/opus

An iOS Music Composition App

Primary LanguageSwift

The Opus Education Platform

Motivation

Opus is a sheet music writing application, with an interface designed for new musicians to learn the early tenets of theory. The code in this repository was written by the Opus team comprised of Samuel Dooman, Peter Bowden, and Nick DeMarco during the summer of 2015, through the B-Lab Entreprenurial Accellerator at Brown University. The application is currently considered to be in beta, though it has been placed on indefinite hiatus.

Copyright (c) 2015 Bowden, DeMarco, Dooman

Permission is hereby granted, free of charge, to any person obtaining a copy of this software and associated documentation files (the "Software"), to deal in the Software without restriction, including without limitation the rights to use, copy, modify, merge, publish, distribute, sublicense, and/or sell copies of the Software, and to permit persons to whom the Software is furnished to do so, subject to the following conditions:

The above copyright notice and this permission notice shall be included in all copies or substantial portions of the Software.

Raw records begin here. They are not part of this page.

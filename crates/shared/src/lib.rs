//! # NailBook 共有ユーティリティ
//!
//! このクレートは、NailBook
//! バックエンド全体で使用される共通ユーティリティを提供する。
//!
//! ## 設計方針
//!
//! - 他のすべてのクレート（domain, infra, api-service）から依存される
//! - ビジネスロジックを含まない純粋なユーティリティのみを配置
//! - 外部クレートへの依存は最小限に抑える（tracing 系は `observability` feature の裏に置く）

pub mod api_response;
pub mod error_response;
pub mod event_log;
pub mod health;
pub mod observability;

pub use api_response::{ApiResponse, StatusMessage};
pub use error_response::{ErrorResponse, InvalidParam};
pub use health::HealthResponse;
//! # バックグラウンドランナー
//!
//! リクエスト処理の外でジョブを実行する fire-and-forget ランナー。
//!
//! ## 設計方針
//!
//! - **有界キュー + 固定数のワーカー**: キューが満杯なら `schedule` はジョブを破棄して
//!   警告を出す。呼び出し側は決して待たされない。破棄されたジョブ（通知メール）は
//!   再投入されず失われる。取りこぼしを減らすにはキュー容量とワーカー数を設定で増やす
//! - **ジョブ単位の隔離**: 各ジョブは独立したタスクで実行し、panic とタイムアウトは
//!   そのジョブだけを終わらせる
//! - **結果を返さない**: 成否はログにのみ残る。リトライ・キャンセルはしない
//! - **終了時のドレイン**: [`RunnerHandle::shutdown`] はキューに残ったジョブと
//!   実行中のジョブの完了を待つ

use std::{future::Future, pin::Pin, sync::Arc, time::Duration};

use nailbook_shared::event_log::error as error_field;
use tokio::{
    sync::{Semaphore, mpsc, watch},
    task::JoinHandle,
};

use crate::config::RunnerConfig;

type BoxedJob = Pin<Box<dyn Future<Output = ()> + Send + 'static>>;

/// キューに積まれたジョブ
struct QueuedJob {
    /// ログ出力用のラベル
    label:  &'static str,
    future: BoxedJob,
}

/// ジョブの投入口
///
/// クローンして複数のスケジューラーから共有できる。
#[derive(Clone)]
pub struct BackgroundRunner {
    sender: mpsc::Sender<QueuedJob>,
}

/// ランナーの終了制御
pub struct RunnerHandle {
    shutdown:    watch::Sender<bool>,
    loop_handle: JoinHandle<()>,
}

impl BackgroundRunner {
    /// ランナーを起動する
    ///
    /// tokio ランタイム上で呼び出すこと。
    pub fn start(config: &RunnerConfig) -> (Self, RunnerHandle) {
        let (sender, receiver) = mpsc::channel(config.queue_capacity.max(1));
        let (shutdown, shutdown_rx) = watch::channel(false);

        let loop_handle = tokio::spawn(run_loop(receiver, shutdown_rx, *config));

        (
            Self { sender },
            RunnerHandle {
                shutdown,
                loop_handle,
            },
        )
    }

    /// ジョブを投入する（ブロックしない）
    ///
    /// キューが満杯、またはランナーが停止済みの場合はジョブを破棄して `false` を返す。
    pub fn schedule<F>(&self, label: &'static str, job: F) -> bool
    where
        F: Future<Output = ()> + Send + 'static,
    {
        let queued = QueuedJob {
            label,
            future: Box::pin(job),
        };

        match self.sender.try_send(queued) {
            Ok(()) => true,
            Err(mpsc::error::TrySendError::Full(_)) => {
                tracing::warn!(
                    error.category = error_field::category::BACKGROUND,
                    error.kind = error_field::kind::QUEUE_FULL,
                    job = label,
                    "バックグラウンドキューが満杯のためジョブを破棄しました"
                );
                false
            }
            Err(mpsc::error::TrySendError::Closed(_)) => {
                tracing::warn!(
                    error.category = error_field::category::BACKGROUND,
                    job = label,
                    "ランナー停止済みのためジョブを破棄しました"
                );
                false
            }
        }
    }
}

impl RunnerHandle {
    /// 新規投入を止め、残りのジョブの完了を待つ
    ///
    /// `grace` を超えた場合は待つのをやめる（実行中のジョブは中断しない）。
    pub async fn shutdown(self, grace: Duration) {
        let _ = self.shutdown.send(true);
        match tokio::time::timeout(grace, self.loop_handle).await {
            Ok(Ok(())) => tracing::info!("バックグラウンドジョブのドレインが完了しました"),
            Ok(Err(e)) => tracing::error!(error = %e, "ランナーのループが異常終了しました"),
            Err(_) => tracing::warn!(
                grace_secs = grace.as_secs(),
                "ドレインがタイムアウトしました。残りのジョブは破棄されます"
            ),
        }
    }
}

async fn run_loop(
    mut receiver: mpsc::Receiver<QueuedJob>,
    mut shutdown: watch::Receiver<bool>,
    config: RunnerConfig,
) {
    let workers = config.workers.max(1);
    let permits = Arc::new(Semaphore::new(workers));

    loop {
        tokio::select! {
            biased;
            Ok(()) = shutdown.changed() => break,
            job = receiver.recv() => match job {
                Some(job) => launch(job, &permits, config.job_timeout).await,
                None => break,
            },
        }
    }

    // 新規投入を止めてキューの残りを流し切る
    receiver.close();
    while let Some(job) = receiver.recv().await {
        launch(job, &permits, config.job_timeout).await;
    }

    // 全ワーカー枠が戻れば実行中のジョブは無い
    let all = u32::try_from(workers).unwrap_or(u32::MAX);
    let _ = permits.acquire_many(all).await;
}

/// ワーカー枠を確保してジョブを起動する
async fn launch(job: QueuedJob, permits: &Arc<Semaphore>, job_timeout: Duration) {
    let Ok(permit) = permits.clone().acquire_owned().await else {
        return;
    };

    tokio::spawn(async move {
        let _permit = permit;
        run_isolated(job, job_timeout).await;
    });
}

/// ジョブを独立したタスクで実行し、panic とタイムアウトを捕捉する
async fn run_isolated(job: QueuedJob, job_timeout: Duration) {
    let label = job.label;
    let outcome = tokio::spawn(tokio::time::timeout(job_timeout, job.future)).await;

    match outcome {
        Ok(Ok(())) => tracing::debug!(job = label, "バックグラウンドジョブが完了しました"),
        Ok(Err(_)) => tracing::error!(
            error.category = error_field::category::BACKGROUND,
            error.kind = error_field::kind::JOB_TIMEOUT,
            job = label,
            timeout_secs = job_timeout.as_secs(),
            "バックグラウンドジョブがタイムアウトしました"
        ),
        Err(e) if e.is_panic() => tracing::error!(
            error.category = error_field::category::BACKGROUND,
            error.kind = error_field::kind::JOB_PANICKED,
            job = label,
            "バックグラウンドジョブが panic しました"
        ),
        Err(e) => tracing::warn!(job = label, error = %e, "バックグラウンドジョブが中断されました"),
    }
}

#[cfg(test)]
mod tests {
    use std::sync::atomic::{AtomicUsize, Ordering};

    use tokio::sync::oneshot;

    use super::*;

    fn config(workers: usize, queue_capacity: usize, job_timeout: Duration) -> RunnerConfig {
        RunnerConfig {
            workers,
            queue_capacity,
            job_timeout,
        }
    }

    const WAIT: Duration = Duration::from_secs(5);

    #[tokio::test]
    async fn test_投入したジョブが実行される() {
        let (runner, _handle) = BackgroundRunner::start(&RunnerConfig::default());
        let (tx, rx) = oneshot::channel();

        assert!(runner.schedule("test", async move {
            let _ = tx.send(42);
        }));

        assert_eq!(tokio::time::timeout(WAIT, rx).await.unwrap().unwrap(), 42);
    }

    #[tokio::test]
    async fn test_キューが満杯ならジョブを破棄する() {
        let (runner, _handle) = BackgroundRunner::start(&config(1, 1, WAIT));

        // ループがまだ動いていないので 2 件目はキューに入らない
        assert!(runner.schedule("first", async {}));
        assert!(!runner.schedule("second", async {}));
    }

    #[tokio::test]
    async fn test_panicしたジョブは後続のジョブを止めない() {
        let (runner, _handle) = BackgroundRunner::start(&config(1, 4, WAIT));
        let (tx, rx) = oneshot::channel();

        runner.schedule("panics", async { panic!("boom") });
        runner.schedule("after", async move {
            let _ = tx.send("done");
        });

        assert_eq!(tokio::time::timeout(WAIT, rx).await.unwrap().unwrap(), "done");
    }

    #[tokio::test]
    async fn test_タイムアウトしたジョブは打ち切られ後続が実行される() {
        let (runner, _handle) = BackgroundRunner::start(&config(1, 4, Duration::from_millis(50)));
        let (tx, rx) = oneshot::channel();

        runner.schedule("hangs", std::future::pending::<()>());
        runner.schedule("after", async move {
            let _ = tx.send("done");
        });

        assert_eq!(tokio::time::timeout(WAIT, rx).await.unwrap().unwrap(), "done");
    }

    #[tokio::test]
    async fn test_shutdownはキューに残ったジョブを実行してから終わる() {
        let (runner, handle) = BackgroundRunner::start(&config(2, 8, WAIT));
        let counter = Arc::new(AtomicUsize::new(0));

        for _ in 0..5 {
            let counter = counter.clone();
            runner.schedule("count", async move {
                tokio::time::sleep(Duration::from_millis(10)).await;
                counter.fetch_add(1, Ordering::SeqCst);
            });
        }
        handle.shutdown(WAIT).await;

        assert_eq!(counter.load(Ordering::SeqCst), 5);
    }

    #[tokio::test]
    async fn test_shutdown後の投入は破棄される() {
        let (runner, handle) = BackgroundRunner::start(&RunnerConfig::default());

        handle.shutdown(WAIT).await;

        assert!(!runner.schedule("late", async {}));
    }
}
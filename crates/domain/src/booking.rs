//! # 予約リクエスト（BookingRequest）
//!
//! お客様からの施術予約リクエストを表現するドメインモデル。
//!
//! ## 状態遷移
//!
//! ステータスは呼び出し側が直接指定する。既定の [`TransitionPolicy::Permissive`] では
//! 任意のステータスから任意のステータスへ遷移できる。
//! [`TransitionPolicy::Strict`] を選ぶと以下のグラフに制限される:
//!
//! ```text
//! pending ──→ confirmed ──→ completed
//!    │            │
//!    └──→ cancelled ←┘
//! ```
//!
//! どちらのポリシーでも、`confirmed` 以外から `confirmed` に入る遷移だけが
//! お客様への確認メール送信のトリガーになる（[`enters_confirmed`]）。
//!
//! ## 使用例
//!
//! ```rust
//! use nailbook_domain::booking::{BookingStatus, TransitionPolicy, enters_confirmed};
//!
//! assert!(TransitionPolicy::Permissive
//!     .check(BookingStatus::Completed, BookingStatus::Pending)
//!     .is_ok());
//! assert!(TransitionPolicy::Strict
//!     .check(BookingStatus::Completed, BookingStatus::Pending)
//!     .is_err());
//! assert!(enters_confirmed(BookingStatus::Pending, BookingStatus::Confirmed));
//! ```

use chrono::{DateTime, NaiveDate, NaiveDateTime, NaiveTime, TimeDelta, Utc};
use serde::{Deserialize, Serialize, Serializer};
use strum::{EnumString, IntoStaticStr};

use crate::{
    DomainError,
    service::{Service, ServiceId},
    value_objects::{EmailAddress, PersonName, PhoneNumber},
};

define_integer_id! {
    /// 予約リクエスト ID
    pub struct BookingId;
}

/// 施術時間に加算する前後の準備時間（分）
pub const BUFFER_MINUTES: i32 = 15;

// =========================================================================
// BookingStatus
// =========================================================================

/// 予約ステータス
#[derive(
    Debug,
    Clone,
    Copy,
    PartialEq,
    Eq,
    Default,
    Serialize,
    Deserialize,
    IntoStaticStr,
    EnumString,
    strum::Display,
)]
#[serde(rename_all = "snake_case")]
#[strum(serialize_all = "snake_case")]
pub enum BookingStatus {
    #[default]
    Pending,
    Confirmed,
    Cancelled,
    Completed,
}

/// `confirmed` への進入かどうか
///
/// 確認メールはこの遷移でのみ送信する。`confirmed → confirmed` は進入ではない。
pub fn enters_confirmed(from: BookingStatus, to: BookingStatus) -> bool {
    from != BookingStatus::Confirmed && to == BookingStatus::Confirmed
}

// =========================================================================
// TransitionPolicy
// =========================================================================

/// ステータス遷移ポリシー
#[derive(Debug, Clone, Copy, PartialEq, Eq, Default)]
pub enum TransitionPolicy {
    /// 任意の遷移を許可する（既定）
    #[default]
    Permissive,
    /// pending → {confirmed, cancelled}、confirmed → {completed, cancelled} のみ許可する
    Strict,
}

impl TransitionPolicy {
    /// 設定値 `"permissive"` / `"strict"` を解釈する
    pub fn parse(value: &str) -> Option<Self> {
        match value.trim().to_ascii_lowercase().as_str() {
            "permissive" => Some(Self::Permissive),
            "strict" => Some(Self::Strict),
            _ => None,
        }
    }

    /// 遷移が許可されるか検証する
    ///
    /// 同一ステータスへの遷移（no-op）はどちらのポリシーでも許可する。
    pub fn check(&self, from: BookingStatus, to: BookingStatus) -> Result<(), DomainError> {
        use BookingStatus::*;

        let allowed = match self {
            Self::Permissive => true,
            Self::Strict => {
                from == to
                    || matches!(
                        (from, to),
                        (Pending, Confirmed | Cancelled) | (Confirmed, Completed | Cancelled)
                    )
            }
        };

        if allowed {
            Ok(())
        } else {
            Err(DomainError::InvalidTransition {
                from: from.into(),
                to:   to.into(),
            })
        }
    }
}

// =========================================================================
// TimeSlot
// =========================================================================

/// 予約可能な開始時刻（9:00〜18:00 の毎正時）
#[derive(Debug, Clone, Copy, PartialEq, Eq, PartialOrd, Ord)]
pub struct TimeSlot(NaiveTime);

const FIRST_SLOT_HOUR: u32 = 9;
const LAST_SLOT_HOUR: u32 = 18;

impl TimeSlot {
    /// `"HH:MM"` 形式の文字列から生成する
    pub fn parse(value: &str) -> Result<Self, DomainError> {
        let invalid = || {
            DomainError::invalid(
                "",
                format!("\"{value}\" is not a valid choice."),
            )
        };

        let time = NaiveTime::parse_from_str(value.trim(), "%H:%M").map_err(|_| invalid())?;
        Self::from_time(time).ok_or_else(invalid)
    }

    /// 正時かつ営業時間内の時刻のみ受け付ける
    pub fn from_time(time: NaiveTime) -> Option<Self> {
        use chrono::Timelike;

        let on_the_hour = time.minute() == 0 && time.second() == 0;
        let in_hours = (FIRST_SLOT_HOUR..=LAST_SLOT_HOUR).contains(&time.hour());
        (on_the_hour && in_hours).then_some(Self(time))
    }

    pub fn as_time(&self) -> NaiveTime {
        self.0
    }

    /// 表示用ラベル（例: `"10:00 AM"`、`"1:00 PM"`）
    pub fn label(&self) -> String {
        self.0.format("%-I:%M %p").to_string()
    }
}

impl std::fmt::Display for TimeSlot {
    fn fmt(&self, f: &mut std::fmt::Formatter<'_>) -> std::fmt::Result {
        write!(f, "{}", self.0.format("%H:%M"))
    }
}

impl Serialize for TimeSlot {
    fn serialize<S: Serializer>(&self, serializer: S) -> Result<S::Ok, S::Error> {
        serializer.collect_str(self)
    }
}

// =========================================================================
// NewBooking
// =========================================================================

/// 予約作成時の入力（検証済み値オブジェクトで構成）
#[derive(Debug, Clone)]
pub struct NewBooking {
    pub customer_name:  PersonName,
    pub customer_email: EmailAddress,
    pub customer_phone: PhoneNumber,
    pub service_id:     ServiceId,
    pub preferred_date: NaiveDate,
    pub preferred_time: TimeSlot,
    pub notes:          String,
}

/// 希望日が過去でないことを検証する
///
/// 当日は許可する。判定は UTC の日付で行う。
pub fn ensure_not_in_past(preferred_date: NaiveDate, today: NaiveDate) -> Result<(), DomainError> {
    if preferred_date < today {
        return Err(DomainError::invalid(
            "preferred_date",
            "Cannot book appointments in the past.",
        ));
    }
    Ok(())
}

/// 参照先メニューが存在し、かつ有効であることを検証する
pub fn ensure_service_available(
    service_id: ServiceId,
    service: Option<&Service>,
) -> Result<(), DomainError> {
    match service {
        Some(s) if s.is_bookable() && s.id == service_id => Ok(()),
        _ => Err(DomainError::invalid(
            "service_id",
            "Selected service is not available.",
        )),
    }
}

// =========================================================================
// Booking
// =========================================================================

/// DB から復元するための行データ
#[derive(Debug, Clone)]
pub struct BookingRecord {
    pub id:             BookingId,
    pub customer_name:  PersonName,
    pub customer_email: EmailAddress,
    pub customer_phone: PhoneNumber,
    pub service_id:     ServiceId,
    pub preferred_date: NaiveDate,
    pub preferred_time: TimeSlot,
    pub notes:          String,
    pub status:         BookingStatus,
    pub created_at:     DateTime<Utc>,
    pub updated_at:     DateTime<Utc>,
}

/// 予約リクエストエンティティ
#[derive(Debug, Clone)]
pub struct Booking {
    id:             BookingId,
    customer_name:  PersonName,
    customer_email: EmailAddress,
    customer_phone: PhoneNumber,
    service_id:     ServiceId,
    preferred_date: NaiveDate,
    preferred_time: TimeSlot,
    notes:          String,
    status:         BookingStatus,
    created_at:     DateTime<Utc>,
    updated_at:     DateTime<Utc>,
}

impl Booking {
    /// データベースから予約を復元する
    pub fn from_db(record: BookingRecord) -> Self {
        Self {
            id:             record.id,
            customer_name:  record.customer_name,
            customer_email: record.customer_email,
            customer_phone: record.customer_phone,
            service_id:     record.service_id,
            preferred_date: record.preferred_date,
            preferred_time: record.preferred_time,
            notes:          record.notes,
            status:         record.status,
            created_at:     record.created_at,
            updated_at:     record.updated_at,
        }
    }

    // Getter メソッド

    pub fn id(&self) -> BookingId {
        self.id
    }

    pub fn customer_name(&self) -> &PersonName {
        &self.customer_name
    }

    pub fn customer_email(&self) -> &EmailAddress {
        &self.customer_email
    }

    pub fn customer_phone(&self) -> &PhoneNumber {
        &self.customer_phone
    }

    pub fn service_id(&self) -> ServiceId {
        self.service_id
    }

    pub fn preferred_date(&self) -> NaiveDate {
        self.preferred_date
    }

    pub fn preferred_time(&self) -> TimeSlot {
        self.preferred_time
    }

    pub fn notes(&self) -> &str {
        &self.notes
    }

    pub fn status(&self) -> BookingStatus {
        self.status
    }

    pub fn created_at(&self) -> DateTime<Utc> {
        self.created_at
    }

    pub fn updated_at(&self) -> DateTime<Utc> {
        self.updated_at
    }

    // ビジネスロジック

    /// ステータスを変更した新しいインスタンスを返す
    pub fn with_status(
        self,
        status: BookingStatus,
        policy: TransitionPolicy,
        now: DateTime<Utc>,
    ) -> Result<Self, DomainError> {
        policy.check(self.status, status)?;
        Ok(Self {
            status,
            updated_at: now,
            ..self
        })
    }

    /// 希望日時を変更した新しいインスタンスを返す
    pub fn rescheduled(self, date: NaiveDate, time: TimeSlot, now: DateTime<Utc>) -> Self {
        Self {
            preferred_date: date,
            preferred_time: time,
            updated_at: now,
            ..self
        }
    }

    /// 備考を変更した新しいインスタンスを返す
    pub fn with_notes(self, notes: String, now: DateTime<Utc>) -> Self {
        Self {
            notes,
            updated_at: now,
            ..self
        }
    }

    /// 施術時間 + 準備時間（分）
    pub fn total_duration(&self, service: &Service) -> i32 {
        service.duration_minutes + BUFFER_MINUTES
    }

    /// 終了見込み時刻
    pub fn estimated_end_time(&self, service: &Service) -> NaiveDateTime {
        let start = self.preferred_date.and_time(self.preferred_time.as_time());
        start + TimeDelta::minutes(i64::from(self.total_duration(service)))
    }
}
//! # 通知レンダラー
//!
//! テンプレート名と対象エンティティから件名・テキスト本文・HTML 本文を生成する。
//!
//! ## 設計方針
//!
//! - **`include_str!` によるコンパイル時埋め込み**: HTML テンプレートはバイナリに埋め込まれる
//! - **テキスト本文はコードで組み立てる**: HTML テンプレートが壊れていても読める本文が残る。
//!   HTML のレンダリングに失敗した場合は警告を出してテキストのみで送る
//! - **未登録テンプレートは即時エラー**: スケジュール前に [`NotificationRenderer::ensure_template`]
//!   で検査する

use nailbook_domain::{
    booking::Booking,
    contact::ContactMessage,
    newsletter::NewsletterSubscriber,
    notification::{ComposedMessage, EntityReference, NotificationError, TemplateName},
    service::Service,
};
use tera::{Context, Tera};

const TEMPLATES: [(&str, &str); 4] = [
    (
        "booking_notification.html",
        include_str!("../../templates/emails/booking_notification.html"),
    ),
    (
        "booking_confirmation.html",
        include_str!("../../templates/emails/booking_confirmation.html"),
    ),
    (
        "contact_notification.html",
        include_str!("../../templates/emails/contact_notification.html"),
    ),
    (
        "newsletter_welcome.html",
        include_str!("../../templates/emails/newsletter_welcome.html"),
    ),
];

/// レンダリング対象のエンティティ
///
/// バックグラウンドジョブが再取得した値を渡す。
#[derive(Debug, Clone)]
pub enum RenderContext {
    Booking { booking: Booking, service: Service },
    ContactMessage(ContactMessage),
    NewsletterSubscriber(NewsletterSubscriber),
}

impl RenderContext {
    pub fn entity(&self) -> EntityReference {
        match self {
            Self::Booking { booking, .. } => EntityReference::Booking(booking.id()),
            Self::ContactMessage(message) => EntityReference::ContactMessage(message.id),
            Self::NewsletterSubscriber(subscriber) => {
                EntityReference::NewsletterSubscriber(subscriber.id())
            }
        }
    }
}

/// レンダリング結果（宛先・送信元は未設定）
#[derive(Debug, Clone, PartialEq, Eq)]
pub struct RenderedMessage {
    pub subject:    String,
    pub plain_text: String,
    pub html:       Option<String>,
}

impl RenderedMessage {
    /// 送信元と宛先を付けて送信可能なメッセージにする
    pub fn into_composed(self, from_address: String, recipients: Vec<String>) -> ComposedMessage {
        ComposedMessage {
            subject: self.subject,
            plain_text: self.plain_text,
            html: self.html,
            from_address,
            recipients,
            cc: Vec::new(),
            bcc: Vec::new(),
        }
    }
}

/// 通知レンダラー
pub struct NotificationRenderer {
    engine: Tera,
}

impl NotificationRenderer {
    /// 埋め込みテンプレートを登録したレンダラーを作成する
    pub fn new() -> Result<Self, NotificationError> {
        Self::from_sources(&TEMPLATES)
    }

    /// 任意のテンプレートソースからレンダラーを作成する
    pub fn from_sources(sources: &[(&str, &str)]) -> Result<Self, NotificationError> {
        let mut engine = Tera::default();
        engine
            .add_raw_templates(sources.iter().copied())
            .map_err(|e| NotificationError::TemplateFailed(e.to_string()))?;
        Ok(Self { engine })
    }

    /// テンプレートが登録されているか検査する
    pub fn ensure_template(&self, template: TemplateName) -> Result<(), NotificationError> {
        let name = html_template_name(template);
        if self.engine.get_template_names().any(|n| n == name) {
            Ok(())
        } else {
            Err(NotificationError::TemplateNotFound(name))
        }
    }

    /// 件名・テキスト本文・HTML 本文を生成する
    pub fn render(
        &self,
        template: TemplateName,
        context: &RenderContext,
    ) -> Result<RenderedMessage, NotificationError> {
        self.ensure_template(template)?;

        let (subject, plain_text, tera_context) = match (template, context) {
            (TemplateName::BookingNotification, RenderContext::Booking { booking, service }) => {
                booking_notification(booking, service)
            }
            (TemplateName::BookingConfirmation, RenderContext::Booking { booking, service }) => {
                booking_confirmation(booking, service)
            }
            (TemplateName::ContactNotification, RenderContext::ContactMessage(message)) => {
                contact_notification(message)
            }
            (TemplateName::NewsletterWelcome, RenderContext::NewsletterSubscriber(subscriber)) => {
                newsletter_welcome(subscriber)
            }
            _ => {
                return Err(NotificationError::EntityMismatch {
                    template,
                    entity: context.entity(),
                });
            }
        };

        let html = match self
            .engine
            .render(&html_template_name(template), &tera_context)
        {
            Ok(html) => Some(html),
            Err(e) => {
                tracing::warn!(
                    error = %e,
                    template = %template,
                    "HTML テンプレートのレンダリングに失敗。テキスト本文のみで送信します"
                );
                None
            }
        };

        Ok(RenderedMessage {
            subject,
            plain_text,
            html,
        })
    }
}

fn html_template_name(template: TemplateName) -> String {
    format!("{template}.html")
}

fn booking_notification(booking: &Booking, service: &Service) -> (String, String, Context) {
    let notes = if booking.notes().trim().is_empty() {
        "None"
    } else {
        booking.notes()
    };
    let date = booking.preferred_date().format("%Y-%m-%d").to_string();
    let time = booking.preferred_time().to_string();

    let subject = format!(
        "New Booking Request - {}",
        booking.customer_name().as_str()
    );
    let plain_text = format!(
        "New booking request received:\n\
         \n\
         Customer: {name}\n\
         Email: {email}\n\
         Phone: {phone}\n\
         Service: {service}\n\
         Date: {date}\n\
         Time: {time}\n\
         Notes: {notes}\n\
         \n\
         Please confirm this appointment.\n",
        name = booking.customer_name().as_str(),
        email = booking.customer_email(),
        phone = booking.customer_phone(),
        service = service.name,
    );

    let mut context = Context::new();
    context.insert("customer_name", booking.customer_name().as_str());
    context.insert("customer_email", booking.customer_email().as_str());
    context.insert("customer_phone", booking.customer_phone().as_str());
    context.insert("service_name", &service.name);
    context.insert("duration", &service.duration_display());
    context.insert("price", &service.price.to_string());
    context.insert("preferred_date", &date);
    context.insert("preferred_time", &booking.preferred_time().label());
    context.insert("notes", notes);

    (subject, plain_text, context)
}

fn booking_confirmation(booking: &Booking, service: &Service) -> (String, String, Context) {
    let date = booking.preferred_date().format("%Y-%m-%d").to_string();
    let time = booking.preferred_time().to_string();
    let duration = service.duration_display();

    let subject = format!("Appointment Confirmed - {}", service.name);
    let plain_text = format!(
        "Your appointment has been confirmed!\n\
         \n\
         Service: {service}\n\
         Date: {date}\n\
         Time: {time}\n\
         Duration: {duration}\n\
         \n\
         We look forward to seeing you!\n",
        service = service.name,
    );

    let mut context = Context::new();
    context.insert("customer_name", booking.customer_name().as_str());
    context.insert("service_name", &service.name);
    context.insert("preferred_date", &date);
    context.insert("preferred_time", &booking.preferred_time().label());
    context.insert("duration", &duration);
    context.insert(
        "estimated_end_time",
        &booking.estimated_end_time(service).format("%-I:%M %p").to_string(),
    );

    (subject, plain_text, context)
}

fn contact_notification(message: &ContactMessage) -> (String, String, Context) {
    let phone = message
        .phone
        .as_ref()
        .map_or("Not provided", |p| p.as_str());

    let subject = format!("New Contact Message - {}", message.subject.as_str());
    let plain_text = format!(
        "New contact message received:\n\
         \n\
         From: {name}\n\
         Email: {email}\n\
         Phone: {phone}\n\
         Subject: {subject}\n\
         Type: {subject_type}\n\
         \n\
         Message:\n\
         {body}\n",
        name = message.name.as_str(),
        email = message.email,
        subject = message.subject.as_str(),
        subject_type = message.subject_type.label(),
        body = message.message,
    );

    let mut context = Context::new();
    context.insert("name", message.name.as_str());
    context.insert("email", message.email.as_str());
    context.insert("phone", phone);
    context.insert("subject", message.subject.as_str());
    context.insert("subject_type", message.subject_type.label());
    context.insert("message", &message.message);

    (subject, plain_text, context)
}

fn newsletter_welcome(subscriber: &NewsletterSubscriber) -> (String, String, Context) {
    let name = subscriber.name().map_or("there", |n| n.as_str());

    let subject = "Welcome to our newsletter!".to_string();
    let plain_text = format!(
        "Welcome to our newsletter, {name}!\n\
         \n\
         Thank you for subscribing. You'll receive updates about our latest services, \
         special offers, and beauty tips.\n\
         \n\
         Best regards,\n\
         The Nail & Lash Team\n"
    );

    let mut context = Context::new();
    context.insert("name", name);

    (subject, plain_text, context)
}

THE SOFTWARE IS PROVIDED "AS IS", WITHOUT WARRANTY OF ANY KIND, EXPRESS OR IMPLIED, INCLUDING BUT NOT LIMITED TO THE WARRANTIES OF MERCHANTABILITY, FITNESS FOR A PARTICULAR PURPOSE AND NONINFRINGEMENT. IN NO EVENT SHALL THE AUTHORS OR COPYRIGHT HOLDERS BE LIABLE FOR ANY CLAIM, DAMAGES OR OTHER LIABILITY, WHETHER IN AN ACTION OF CONTRACT, TORT OR OTHERWISE, ARISING FROM, OUT OF OR IN CONNECTION WITH THE SOFTWARE OR THE USE OR OTHER DEALINGS IN THE SOFTWARE.

Local Setup

git clone --recursive git@github.com:SDooman/opus-interface.git
cd ./opus-interface

Git Workflow

  • Create a feature branch -- git checkout -b your-feature-branch
  • Push all commits to origin/your-feature-branch at github
  • When your branch meets the requirements to merge against development branch, use hub pull-request -b develop
  • Once your branch is discussed & approved:
  • Rebase your branch -- git fetch origin && git rebase origin/develop
  • Squash your branch -- git rebase -i origin/develop
  • Merge branch -- git checkout develop && git pull origin develop && git merge your-feature-branch
  • push your branch -- git push
  • (Optional) Delete your branch using git branch -d your-feature-branch && git push origin :your-feature-branch

Whenever you commit changes to a branch, use the following structure to maximize the readibility of our repo's git logs.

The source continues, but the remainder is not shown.